Commanders and leaders
- Edmund Taczanowski: Andrei Brunner

Strength
- 1,100: 2,000

Casualties and losses
- 160 dead, incl. murdered wounded insurgents 80 wounded: 26 dead, 67 wounded

= First Battle of Ignacewo =

The First Battle of Ignacewo was one of many clashes of the January Uprising. It took place on May 8, 1863, near the village of Ignacewo, which at that time belonged to Russian Empire’s Congress Poland. Insurgent forces commanded by Edmund Taczanowski clashed with a 2,000-strong detachment of the Imperial Russian Army led by Andrei Brunner. The battle ended with Russian victory, and Poles lost some 160 men.

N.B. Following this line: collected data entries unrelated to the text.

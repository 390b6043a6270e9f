//! Panel bus implementations
//!
//! Concrete [`rowcast_hal::PanelBus`] implementations built on the HAL's
//! SPI and GPIO traits:
//!
//! - MIPI-DBI style SPI panels (ILI9488 and relatives)

#![no_std]
#![deny(unsafe_code)]

pub mod panel;

pub use panel::{Framing, Ili9488Bus, Ili9488Error};
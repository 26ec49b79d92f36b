//! Atomic file writes for rendered case files.
//!
//! A rendered script is never observable half-written: content goes to a
//! temporary file in the same directory, is synced, given its final
//! permissions, and then renamed over the target.
//!
//! On crash a temporary file may remain, named `.{filename}.tmp`.

use crate::error::{AllrunError, Result};
use std::fs::{self, File};
use std::io::Write;
use std::path::{Path, PathBuf};

/// Atomically write bytes to a file.
///
/// Missing parent directories are created. If the target already exists its
/// permissions carry over to the new content.
pub fn atomic_write<P: AsRef<Path>>(path: P, content: &[u8]) -> Result<()> {
    write_with_mode(path.as_ref(), content, false)
}

/// Atomically write a string to a file.
pub fn atomic_write_file<P: AsRef<Path>>(path: P, content: &str) -> Result<()> {
    atomic_write(path, content.as_bytes())
}

/// Atomically write a script and mark it executable.
///
/// The execute bit is added for every class that can read the file.
/// On non-unix platforms this is the same as [`atomic_write_file`].
pub fn atomic_write_executable<P: AsRef<Path>>(path: P, content: &str) -> Result<()> {
    write_with_mode(path.as_ref(), content.as_bytes(), true)
}

fn write_with_mode(path: &Path, content: &[u8], executable: bool) -> Result<()> {
    if let Some(parent) = path.parent()
        && !parent.as_os_str().is_empty()
        && !parent.exists()
    {
        fs::create_dir_all(parent).map_err(|e| {
            AllrunError::UserError(format!(
                "failed to create parent directory '{}': {}",
                parent.display(),
                e
            ))
        })?;
    }

    let temp_path = generate_temp_path(path)?;
    write_and_sync(&temp_path, content)?;

    if let Err(e) = apply_permissions(&temp_path, path, executable) {
        let _ = fs::remove_file(&temp_path);
        return Err(AllrunError::UserError(format!(
            "failed to set permissions on '{}': {}",
            path.display(),
            e
        )));
    }

    atomic_replace(&temp_path, path)
}

/// Generate a temporary file path in the same directory as the target.
fn generate_temp_path(target: &Path) -> Result<PathBuf> {
    let parent = target.parent().unwrap_or(Path::new("."));
    let filename = target
        .file_name()
        .and_then(|n| n.to_str())
        .ok_or_else(|| {
            AllrunError::UserError(format!("invalid output path '{}'", target.display()))
        })?;

    Ok(parent.join(format!(".{}.tmp", filename)))
}

fn write_and_sync(path: &Path, content: &[u8]) -> Result<()> {
    let mut file = File::create(path).map_err(|e| {
        AllrunError::UserError(format!(
            "failed to create temporary file '{}': {}",
            path.display(),
            e
        ))
    })?;

    file.write_all(content).map_err(|e| {
        let _ = fs::remove_file(path);
        AllrunError::UserError(format!("failed to write to temporary file: {}", e))
    })?;

    file.sync_all().map_err(|e| {
        let _ = fs::remove_file(path);
        AllrunError::UserError(format!("failed to sync temporary file to disk: {}", e))
    })?;

    Ok(())
}

#[cfg(unix)]
fn apply_permissions(temp: &Path, target: &Path, executable: bool) -> std::io::Result<()> {
    use std::os::unix::fs::PermissionsExt;

    let mut perms = match fs::metadata(target) {
        Ok(meta) => meta.permissions(),
        Err(_) => fs::metadata(temp)?.permissions(),
    };
    if executable {
        // x for every class that has r
        let mode = perms.mode();
        perms.set_mode(mode | ((mode & 0o444) >> 2));
    }
    fs::set_permissions(temp, perms)
}

#[cfg(not(unix))]
fn apply_permissions(temp: &Path, target: &Path, _executable: bool) -> std::io::Result<()> {
    if let Ok(meta) = fs::metadata(target) {
        fs::set_permissions(temp, meta.permissions())?;
    }
    Ok(())
}

/// Rename the temporary file over the target.
///
/// `rename` replaces an existing destination on every supported platform.
fn atomic_replace(source: &Path, target: &Path) -> Result<()> {
    fs::rename(source, target).map_err(|e| {
        let _ = fs::remove_file(source);
        AllrunError::UserError(format!(
            "failed to atomically replace '{}': {}",
            target.display(),
            e
        ))
    })?;

    if let Some(parent) = target.parent()
        && let Ok(dir) = File::open(parent)
    {
        let _ = dir.sync_all();
    }

    Ok(())
}

/// Whether the file at `path` carries any execute bit.
#[cfg(unix)]
pub fn is_executable(path: &Path) -> bool {
    use std::os::unix::fs::PermissionsExt;
    fs::metadata(path)
        .map(|meta| meta.permissions().mode() & 0o111 != 0)
        .unwrap_or(false)
}

#[cfg(not(unix))]
pub fn is_executable(path: &Path) -> bool {
    path.is_file()
}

Taczanowski all together had 1,100 men under his command, including 500 infantry riflemen, 550 kosynierzy and 50 cavalry, together with 3 cannons. The insurgents camped in the village of Ignacewo, with their positions reinforced by abatis and a rampart. Russian detachment had some 2,000 men, commanded by General Brunner. Their initial attack was repelled, but after some time, the Russians found a passage across local swamps, and clashed with weak left wing of the Poles. After breaking into the camp, they destroyed Taczanowski's party, killing 160, also by deliberate murdering of the wounded insurgents.

Polish painter Juliusz Kossak dedicated one of his paintings, Bitwa pod Ignacewem (1893), to the battle.

== Sources ==
- Stefan Kieniewicz: Powstanie styczniowe. Warszawa: Państwowe Wydawnictwo Naukowe, 1983. ISBN 83-01-03652-4.